Une étude identifie une piste pour réduire la toxicité cardiaque des inhibiteurs de points de contrôle immunitaire
Une étude publiée le 20 février 2026 dans le Journal of Experimental Medicine a identifié le TNF dérivé des cellules T CD8 et la signalisation via TNFR2 comme moteurs de la myocardite liée aux ICI chez la souris. Le blocage de TNFR2 a empêché l’amorçage du cycle inflammatoire cardiaque.
Des scientifiques du Cincinnati Children’s ont annoncé avoir découvert un moyen de réduire considérablement le risque que les inhibiteurs de points de contrôle immunitaire amènent le système immunitaire à attaquer le tissu cardiaque. Les détails ont été publiés le 20 février 2026 dans le Journal of Experimental Medicine. Chez environ 2 % de l’ensemble des patients atteints de cancer recevant des ICI, ces traitements peuvent provoquer une myocardite — une inflammation du muscle cardiaque — et environ la moitié de ces patients meurent de cette complication, même s’ils survivent à leur cancer.

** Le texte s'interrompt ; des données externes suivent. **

use std::path::PathBuf;

use clap::Parser;
use client_core::Settings;
use crossbeam_channel::bounded;
use eframe::egui;
use tracing_subscriber::EnvFilter;

mod backend_bridge;
mod controller;
mod ui;

use backend_bridge::commands::BackendCommand;
use controller::events::UiEvent;
use ui::{RentManagerApp, UiPreferences, PREFS_STORAGE_KEY};

#[derive(Parser, Debug)]
#[command(name = "rentmanager-desktop", about = "RentManager desktop client")]
struct Args {
    /// TOML settings file; defaults to ./rentmanager.toml when present.
    #[arg(long)]
    config: Option<PathBuf>,
    /// Overrides `api_base_url` from the settings.
    #[arg(long)]
    api_url: Option<String>,
}

fn main() -> anyhow::Result<()> {
    let args = Args::parse();
    let mut settings = Settings::load(args.config.as_deref())?;
    if let Some(url) = &args.api_url {
        settings = settings.with_api_base_url(url)?;
    }

    let filter = EnvFilter::try_from_default_env()
        .unwrap_or_else(|_| EnvFilter::new(&settings.log_filter));
    tracing_subscriber::fmt().with_env_filter(filter).init();

    let api_url = settings.api_base_url.clone();
    let (cmd_tx, cmd_rx) = bounded::<BackendCommand>(64);
    let (ui_tx, ui_rx) = bounded::<UiEvent>(256);
    backend_bridge::runtime::launch(settings, cmd_rx, ui_tx);

    let options = eframe::NativeOptions {
        viewport: egui::ViewportBuilder::default()
            .with_title("RentManager")
            .with_inner_size([1180.0, 760.0])
            .with_min_inner_size([860.0, 560.0]),
        ..Default::default()
    };
    eframe::run_native(
        "RentManager",
        options,
        Box::new(move |cc| {
            let prefs = cc.storage.and_then(|storage| {
                storage
                    .get_string(PREFS_STORAGE_KEY)
                    .and_then(|text| serde_json::from_str::<UiPreferences>(&text).ok())
            });
            Ok(Box::new(RentManagerApp::new(cmd_tx, ui_rx, api_url, prefs)))
        }),
    )
    .map_err(|err| anyhow::anyhow!("desktop window failed: {err}"))
}
//! Runtime bridge between UI command queue and backend event intake.

use std::thread;

use chrono::Local;
use client_core::{
    dashboard::load_dashboard,
    navigation::Section,
    services::{Resource, ResourceService},
    ClientError, ClientResult, RentManagerClient, Session, Settings,
};
use crossbeam_channel::{Receiver, Sender};
use serde::de::DeserializeOwned;
use shared::domain::{ContractId, InvoiceId, PaymentId, PropertyId, UserId};
use tracing::{debug, error, info, warn};

use crate::backend_bridge::commands::BackendCommand;
use crate::controller::events::{SectionData, UiError, UiErrorContext, UiEvent};

/// Starts the worker thread. It owns a tokio runtime and the client, and
/// answers every command with one or more [`UiEvent`]s until either channel
/// closes.
pub fn launch(
    settings: Settings,
    cmd_rx: Receiver<BackendCommand>,
    ui_tx: Sender<UiEvent>,
) -> thread::JoinHandle<()> {
    thread::spawn(move || {
        let runtime = match tokio::runtime::Builder::new_multi_thread()
            .enable_all()
            .build()
        {
            Ok(runtime) => runtime,
            Err(err) => {
                error!("failed to build backend runtime: {err}");
                let _ = ui_tx.send(UiEvent::Error(UiError::from_message(
                    UiErrorContext::BackendStartup,
                    format!("backend worker could not start: {err}"),
                )));
                return;
            }
        };

        let client = match RentManagerClient::with_file_session(&settings) {
            Ok(client) => client,
            Err(err) => {
                error!("failed to build api client: {err}");
                let _ = ui_tx.send(UiEvent::Error(UiError::from_client(
                    UiErrorContext::BackendStartup,
                    &err,
                )));
                return;
            }
        };
        info!(api = client.base_url(), "backend worker ready");

        let mut worker = Worker::new(client);
        for cmd in cmd_rx.iter() {
            for event in runtime.block_on(worker.handle(cmd)) {
                if ui_tx.send(event).is_err() {
                    debug!("ui gone; stopping backend worker");
                    return;
                }
            }
        }
        debug!("command queue closed; stopping backend worker");
    })
}

pub struct Worker {
    client: RentManagerClient,
    session: Option<Session>,
}

impl Worker {
    pub fn new(client: RentManagerClient) -> Self {
        Self {
            client,
            session: None,
        }
    }

    /// Runs one command. When the backend refuses the session, the worker's
    /// copy and the persisted one are dropped before the events go out.
    pub async fn handle(&mut self, cmd: BackendCommand) -> Vec<UiEvent> {
        let events = self.run(cmd).await;
        if events.iter().any(rejects_session) {
            self.session = None;
            if let Err(err) = self.client.auth.invalidate().await {
                warn!("could not clear rejected session: {err}");
            }
        }
        events
    }

    async fn run(&mut self, cmd: BackendCommand) -> Vec<UiEvent> {
        match cmd {
            BackendCommand::RestoreSession => match self.client.auth.restore().await {
                Ok(Some(session)) => {
                    self.session = Some(session.clone());
                    vec![UiEvent::SignedIn(session)]
                }
                Ok(None) => vec![UiEvent::SignedOut],
                Err(err) => vec![
                    UiEvent::Error(UiError::from_client(UiErrorContext::Login, &err)),
                    UiEvent::SignedOut,
                ],
            },
            BackendCommand::Login { email, password } => {
                match self.client.auth.login(&email, &password).await {
                    Ok(session) => {
                        self.session = Some(session.clone());
                        vec![UiEvent::SignedIn(session)]
                    }
                    Err(err) => vec![UiEvent::Error(UiError::from_client(
                        UiErrorContext::Login,
                        &err,
                    ))],
                }
            }
            BackendCommand::Logout => {
                self.session = None;
                match self.client.auth.logout().await {
                    Ok(()) => vec![UiEvent::SignedOut],
                    Err(err) => vec![
                        UiEvent::Error(UiError::from_client(UiErrorContext::General, &err)),
                        UiEvent::SignedOut,
                    ],
                }
            }
            BackendCommand::LoadDashboard => {
                let Some(session) = &self.session else {
                    return vec![UiEvent::Error(UiError::from_client(
                        UiErrorContext::Load,
                        &ClientError::NotAuthenticated,
                    ))];
                };
                match load_dashboard(&self.client, session, Local::now().date_naive()).await {
                    Ok(dashboard) => vec![UiEvent::DashboardLoaded(Box::new(dashboard))],
                    Err(err) => vec![UiEvent::Error(UiError::from_client(
                        UiErrorContext::Load,
                        &err,
                    ))],
                }
            }
            BackendCommand::LoadSection(section) => match load_section(&self.client, section).await
            {
                Ok(Some(data)) => vec![UiEvent::SectionLoaded(data)],
                Ok(None) => Vec::new(),
                Err(err) => vec![UiEvent::SectionFailed {
                    section,
                    error: UiError::from_client(UiErrorContext::Load, &err),
                }],
            },
            BackendCommand::SaveRecord {
                section,
                id,
                payload,
            } => match save_record(&self.client, section, id, payload).await {
                Ok(()) => vec![UiEvent::RecordSaved { section, id }],
                Err(err) => vec![UiEvent::Error(UiError::from_client(
                    UiErrorContext::Save,
                    &err,
                ))],
            },
            BackendCommand::DeleteRecord { section, id } => {
                match delete_record(&self.client, section, id).await {
                    Ok(()) => vec![UiEvent::RecordDeleted { section, id }],
                    Err(err) => vec![UiEvent::Error(UiError::from_client(
                        UiErrorContext::Save,
                        &err,
                    ))],
                }
            }
            BackendCommand::AnalyzeTransition {
                kind,
                id,
                target,
                reason,
            } => match self
                .client
                .transitions
                .analyze(kind, id, &target, reason.as_deref())
                .await
            {
                Ok(analysis) => vec![UiEvent::TransitionAnalyzed { kind, id, analysis }],
                Err(err) => vec![UiEvent::Error(UiError::from_client(
                    UiErrorContext::Transition,
                    &err,
                ))],
            },
            BackendCommand::ExecuteTransition {
                kind,
                id,
                target,
                reason,
            } => match self
                .client
                .transitions
                .execute(kind, id, &target, reason.as_deref())
                .await
            {
                Ok(outcome) => vec![UiEvent::TransitionExecuted { kind, id, outcome }],
                Err(err) => vec![UiEvent::Error(UiError::from_client(
                    UiErrorContext::Transition,
                    &err,
                ))],
            },
            BackendCommand::DownloadReport { kind, target } => {
                let saved = match self.client.reports.download(kind).await {
                    Ok(document) => document.save_to(&target).await,
                    Err(err) => Err(err),
                };
                match saved {
                    Ok(path) => vec![UiEvent::ReportSaved(path)],
                    Err(err) => vec![UiEvent::Error(UiError::from_client(
                        UiErrorContext::Report,
                        &err,
                    ))],
                }
            }
        }
    }
}

fn rejects_session(event: &UiEvent) -> bool {
    match event {
        UiEvent::Error(error) | UiEvent::SectionFailed { error, .. } => error.requires_reauth(),
        _ => false,
    }
}

/// Overview and Reports have no record list; they yield `None`.
async fn load_section(
    client: &RentManagerClient,
    section: Section,
) -> ClientResult<Option<SectionData>> {
    let data = match section {
        Section::Properties => SectionData::Properties(client.properties.list().await?),
        Section::Contracts => SectionData::Contracts(client.contracts.list().await?),
        Section::Invoices => SectionData::Invoices(client.invoices.list().await?),
        Section::Payments => SectionData::Payments(client.payments.list().await?),
        Section::Users => SectionData::Users(client.users.list().await?),
        Section::Overview | Section::Reports => return Ok(None),
    };
    debug!(section = section.label(), records = data.len(), "section loaded");
    Ok(Some(data))
}

async fn save_record(
    client: &RentManagerClient,
    section: Section,
    id: Option<i64>,
    payload: serde_json::Value,
) -> ClientResult<()> {
    match section {
        Section::Properties => save(&client.properties, id, payload).await,
        Section::Contracts => save(&client.contracts, id, payload).await,
        Section::Invoices => save(&client.invoices, id, payload).await,
        Section::Payments => save(&client.payments, id, payload).await,
        Section::Users => save(&client.users, id, payload).await,
        Section::Overview | Section::Reports => Err(ClientError::Validation(format!(
            "{} has no editable records",
            section.label()
        ))),
    }
}

async fn save<R>(
    service: &ResourceService<R>,
    id: Option<i64>,
    payload: serde_json::Value,
) -> ClientResult<()>
where
    R: Resource,
    R::New: DeserializeOwned,
    R::Update: DeserializeOwned,
{
    let invalid = |err: serde_json::Error| ClientError::Validation(err.to_string());
    match id {
        None => {
            let new: R::New = serde_json::from_value(payload).map_err(invalid)?;
            service.create(&new).await?;
        }
        Some(id) => {
            let patch: R::Update = serde_json::from_value(payload).map_err(invalid)?;
            service.update(R::id(id), &patch).await?;
        }
    }
    Ok(())
}

async fn delete_record(client: &RentManagerClient, section: Section, id: i64) -> ClientResult<()> {
    match section {
        Section::Properties => client.properties.delete(PropertyId(id)).await,
        Section::Contracts => client.contracts.delete(ContractId(id)).await,
        Section::Invoices => client.invoices.delete(InvoiceId(id)).await,
        Section::Payments => client.payments.delete(PaymentId(id)).await,
        Section::Users => client.users.delete(UserId(id)).await,
        Section::Overview | Section::Reports => Err(ClientError::Validation(format!(
            "{} has no deletable records",
            section.label()
        ))),
    }
}
impl TransitionDialog {
    fn target(&self) -> Option<&'static str> {
        self.targets.get(self.selected).copied()
    }

    fn reason(&self) -> Option<String> {
        let reason = self.reason.trim();
        (!reason.is_empty()).then(|| reason.to_string())
    }
}

struct RecordEditor {
    section: Section,
    id: Option<i64>,
    text: String,
    error: Option<String>,
}

enum RowAction {
    Edit(serde_json::Value, i64),
    Transition(i64, &'static str),
    Delete(i64),
}

pub struct RentManagerApp {
    cmd_tx: Sender<BackendCommand>,
    ui_rx: Receiver<UiEvent>,
    api_url: String,
    view: AppView,
    restoring: bool,
    email: String,
    password: String,
    session: Option<Session>,
    section: Section,
    prefs: UiPreferences,
    applied_dark_mode: Option<bool>,
    status: String,
    banner: Option<UiError>,
    dashboard: LoadState<Dashboard>,
    records: HashMap<Section, LoadState<Vec<RecordRow>>>,
    filter: String,
    transition: Option<TransitionDialog>,
    pending_delete: Option<(Section, i64)>,
    editor: Option<RecordEditor>,
    report: ReportForm,
}
//! UI layer for desktop GUI: app shell, record tables, dashboards and forms.

pub mod app;
pub mod dashboard_view;
pub mod records;
pub mod report_form;

pub use app::{RentManagerApp, UiPreferences, PREFS_STORAGE_KEY};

Les inhibiteurs de points de contrôle immunitaire agissent en interrompant les signaux provenant des protéines de « point de contrôle » que les cellules cancéreuses utilisent pour se dissimuler au système immunitaire. Cela permet aux cellules T de l’organisme de reconnaître et de détruire les cellules tumorales. Depuis 2011, date à laquelle le premier médicament, Yervoy, a été approuvé aux États-Unis pour traiter le mélanome métastatique, cette forme de traitement a révolutionné les résultats pour de nombreux types de cancer.
Pour mieux comprendre cette complication, l’équipe de recherche a mis au point un nouveau modèle murin qui reproduit fidèlement la myocardite induite par les inhibiteurs de points de contrôle immunitaire. Au cours d’une série d’expériences avancées, l’équipe a identifié un facteur clé de cette complication : le tumor necrosis factor (TNF) dérivé des cellules T CD8.
L’équipe a constaté que cette complication liée aux inhibiteurs de points de contrôle n’est pas causée par l’épuisement, par les tumeurs, des cellules T spécifiques du cancer dans l’organisme, mais plutôt par l’induction d’une nouvelle production de cellules T « autoréactives » qui considèrent les cellules musculaires cardiaques saines comme des cibles en plus des cellules cancéreuses. Chez la souris, le blocage de la signalisation du TNF spécifiquement via le produit du gène TNFR2 a empêché le déclenchement du cycle inflammatoire dans le cœur.
L’étude indique que les inhibiteurs de points de contrôle permettent à la signalisation du TNF de déclencher des cellules T CD8 spécifiques d’antigènes présents sur les myocytes cardiaques, ce qui conduit ensuite à des arythmies potentiellement mortelles. Les chercheurs ont utilisé une méthode ciblée de blocage du TNF pour prévenir ce cycle dans des modèles murins et ont affirmé que, si les résultats peuvent être reproduits chez l’humain, le blocage du TNF devrait prévenir la toxicité cardiaque sans compromettre les bénéfices antitumoraux des ICI.
Des recherches supplémentaires sont nécessaires pour déterminer si un inhibiteur du TNF à ciblage étroit serait sûr chez l’humain, ainsi que pendant combien de temps un patient pourrait avoir besoin de prendre un tel médicament. Les anticorps spécifiques de TNFR2 en sont encore au stade du développement. L’équipe veut aussi déterminer si des approches similaires pourraient également prévenir des événements indésirables immunologiques touchant d’autres organes.